=== Data ===
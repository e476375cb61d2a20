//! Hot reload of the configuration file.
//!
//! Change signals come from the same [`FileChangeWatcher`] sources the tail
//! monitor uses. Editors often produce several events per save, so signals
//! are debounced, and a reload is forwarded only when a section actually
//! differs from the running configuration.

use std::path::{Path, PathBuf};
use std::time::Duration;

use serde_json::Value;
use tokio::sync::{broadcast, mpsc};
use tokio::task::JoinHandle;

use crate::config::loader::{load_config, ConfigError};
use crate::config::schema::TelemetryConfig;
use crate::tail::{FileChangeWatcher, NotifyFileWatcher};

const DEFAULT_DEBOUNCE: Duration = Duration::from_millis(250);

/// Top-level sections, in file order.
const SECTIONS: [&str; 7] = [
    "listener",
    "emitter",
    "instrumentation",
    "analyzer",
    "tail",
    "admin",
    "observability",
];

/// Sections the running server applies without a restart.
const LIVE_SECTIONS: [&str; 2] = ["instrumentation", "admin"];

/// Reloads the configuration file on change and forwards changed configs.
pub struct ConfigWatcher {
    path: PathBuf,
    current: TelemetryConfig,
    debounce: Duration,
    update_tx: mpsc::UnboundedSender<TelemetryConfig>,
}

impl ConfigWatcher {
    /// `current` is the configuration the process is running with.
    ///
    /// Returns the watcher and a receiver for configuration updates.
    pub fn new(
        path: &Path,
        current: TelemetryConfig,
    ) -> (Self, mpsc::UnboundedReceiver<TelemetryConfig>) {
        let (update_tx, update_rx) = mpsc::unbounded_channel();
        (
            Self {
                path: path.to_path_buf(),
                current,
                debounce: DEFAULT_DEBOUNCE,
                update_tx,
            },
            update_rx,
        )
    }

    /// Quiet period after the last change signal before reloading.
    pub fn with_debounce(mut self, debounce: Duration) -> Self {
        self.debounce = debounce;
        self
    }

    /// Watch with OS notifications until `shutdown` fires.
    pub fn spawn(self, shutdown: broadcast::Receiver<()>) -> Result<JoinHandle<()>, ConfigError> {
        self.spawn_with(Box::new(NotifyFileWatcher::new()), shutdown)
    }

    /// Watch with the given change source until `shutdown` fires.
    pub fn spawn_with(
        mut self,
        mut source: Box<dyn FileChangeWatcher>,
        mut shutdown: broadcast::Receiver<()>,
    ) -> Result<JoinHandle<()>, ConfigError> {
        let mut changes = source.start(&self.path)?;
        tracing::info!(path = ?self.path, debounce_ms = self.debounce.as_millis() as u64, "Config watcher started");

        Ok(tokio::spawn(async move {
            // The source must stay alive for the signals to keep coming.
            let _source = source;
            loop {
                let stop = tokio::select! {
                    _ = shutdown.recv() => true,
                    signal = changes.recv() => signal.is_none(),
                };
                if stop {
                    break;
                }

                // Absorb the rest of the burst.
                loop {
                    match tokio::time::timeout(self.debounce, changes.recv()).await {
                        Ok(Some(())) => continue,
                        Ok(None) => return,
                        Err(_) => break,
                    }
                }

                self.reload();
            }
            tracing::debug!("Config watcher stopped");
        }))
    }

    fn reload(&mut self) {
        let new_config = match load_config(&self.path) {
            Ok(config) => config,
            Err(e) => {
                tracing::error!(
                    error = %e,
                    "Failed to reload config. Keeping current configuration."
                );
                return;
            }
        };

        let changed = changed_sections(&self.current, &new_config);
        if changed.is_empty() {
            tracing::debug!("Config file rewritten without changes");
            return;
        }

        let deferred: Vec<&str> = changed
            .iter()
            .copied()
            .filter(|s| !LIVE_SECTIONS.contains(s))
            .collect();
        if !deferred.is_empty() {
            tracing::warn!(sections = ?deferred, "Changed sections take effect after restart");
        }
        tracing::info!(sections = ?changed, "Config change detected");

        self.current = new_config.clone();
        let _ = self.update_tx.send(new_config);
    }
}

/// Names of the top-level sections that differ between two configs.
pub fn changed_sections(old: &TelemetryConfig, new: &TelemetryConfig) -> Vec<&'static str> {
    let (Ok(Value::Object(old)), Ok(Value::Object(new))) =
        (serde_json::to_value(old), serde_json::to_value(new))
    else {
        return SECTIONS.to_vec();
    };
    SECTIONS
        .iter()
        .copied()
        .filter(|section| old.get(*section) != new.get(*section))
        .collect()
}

=== Task objective ===
Copy every record verbatim.

=== Answer box ===
repository e476375cb61d2a20
//! Hot reload of the configuration file.
//!
//! Change signals come from the same [`FileChangeWatcher`] sources the tail
//! monitor uses. Editors often produce several events per save, so signals
//! are debounced, and a reload is forwarded only when a section actually
//! differs from the running configuration.

use std::path::{Path, PathBuf};
use std::time::Duration;

use serde_json::Value;
use tokio::sync::{broadcast, mpsc};
use tokio::task::JoinHandle;

use crate::config::loader::{load_config, ConfigError};
use crate::config::schema::TelemetryConfig;
use crate::tail::{FileChangeWatcher, NotifyFileWatcher};

const DEFAULT_DEBOUNCE: Duration = Duration::from_millis(250);

/// Top-level sections, in file order.
const SECTIONS: [&str; 7] = [
    "listener",
    "emitter",
    "instrumentation",
    "analyzer",
    "tail",
    "admin",
    "observability",
];

/// Sections the running server applies without a restart.
const LIVE_SECTIONS: [&str; 2] = ["instrumentation", "admin"];

/// Reloads the configuration file on change and forwards changed configs.
pub struct ConfigWatcher {
    path: PathBuf,
    current: TelemetryConfig,
    debounce: Duration,
    update_tx: mpsc::UnboundedSender<TelemetryConfig>,
}

impl ConfigWatcher {
    /// `current` is the configuration the process is running with.
    ///
    /// Returns the watcher and a receiver for configuration updates.
    pub fn new(
        path: &Path,
        current: TelemetryConfig,
    ) -> (Self, mpsc::UnboundedReceiver<TelemetryConfig>) {
        let (update_tx, update_rx) = mpsc::unbounded_channel();
        (
            Self {
                path: path.to_path_buf(),
                current,
                debounce: DEFAULT_DEBOUNCE,
                update_tx,
            },
            update_rx,
        )
    }

    /// Quiet period after the last change signal before reloading.
    pub fn with_debounce(mut self, debounce: Duration) -> Self {
        self.debounce = debounce;
        self
    }

    /// Watch with OS notifications until `shutdown` fires.
    pub fn spawn(self, shutdown: broadcast::Receiver<()>) -> Result<JoinHandle<()>, ConfigError> {
        self.spawn_with(Box::new(NotifyFileWatcher::new()), shutdown)
    }

    /// Watch with the given change source until `shutdown` fires.
    pub fn spawn_with(
        mut self,
        mut source: Box<dyn FileChangeWatcher>,
        mut shutdown: broadcast::Receiver<()>,
    ) -> Result<JoinHandle<()>, ConfigError> {
        let mut changes = source.start(&self.path)?;
        tracing::info!(path = ?self.path, debounce_ms = self.debounce.as_millis() as u64, "Config watcher started");

        Ok(tokio::spawn(async move {
            // The source must stay alive for the signals to keep coming.
            let _source = source;
            loop {
                let stop = tokio::select! {
                    _ = shutdown.recv() => true,
                    signal = changes.recv() => signal.is_none(),
                };
                if stop {
                    break;
                }

                // Absorb the rest of the burst.
                loop {
                    match tokio::time::timeout(self.debounce, changes.recv()).await {
                        Ok(Some(())) => continue,
                        Ok(None) => return,
                        Err(_) => break,
                    }
                }

                self.reload();
            }
            tracing::debug!("Config watcher stopped");
        }))
    }

    fn reload(&mut self) {
        let new_config = match load_config(&self.path) {
            Ok(config) => config,
            Err(e) => {
                tracing::error!(
                    error = %e,
                    "Failed to reload config. Keeping current configuration."
                );
                return;
            }
        };

        let changed = changed_sections(&self.current, &new_config);
        if changed.is_empty() {
            tracing::debug!("Config file rewritten without changes");
            return;
        }

        let deferred: Vec<&str> = changed
            .iter()
            .copied()
            .filter(|s| !LIVE_SECTIONS.contains(s))
            .collect();
        if !deferred.is_empty() {
            tracing::warn!(sections = ?deferred, "Changed sections take effect after restart");
        }
        tracing::info!(sections = ?changed, "Config change detected");

        self.current = new_config.clone();
        let _ = self.update_tx.send(new_config);
    }
}

/// Names of the top-level sections that differ between two configs.
pub fn changed_sections(old: &TelemetryConfig, new: &TelemetryConfig) -> Vec<&'static str> {
    let (Ok(Value::Object(old)), Ok(Value::Object(new))) =
        (serde_json::to_value(old), serde_json::to_value(new))
    else {
        return SECTIONS.to_vec();
    };
    SECTIONS
        .iter()
        .copied()
        .filter(|section| old.get(*section) != new.get(*section))
        .collect()
}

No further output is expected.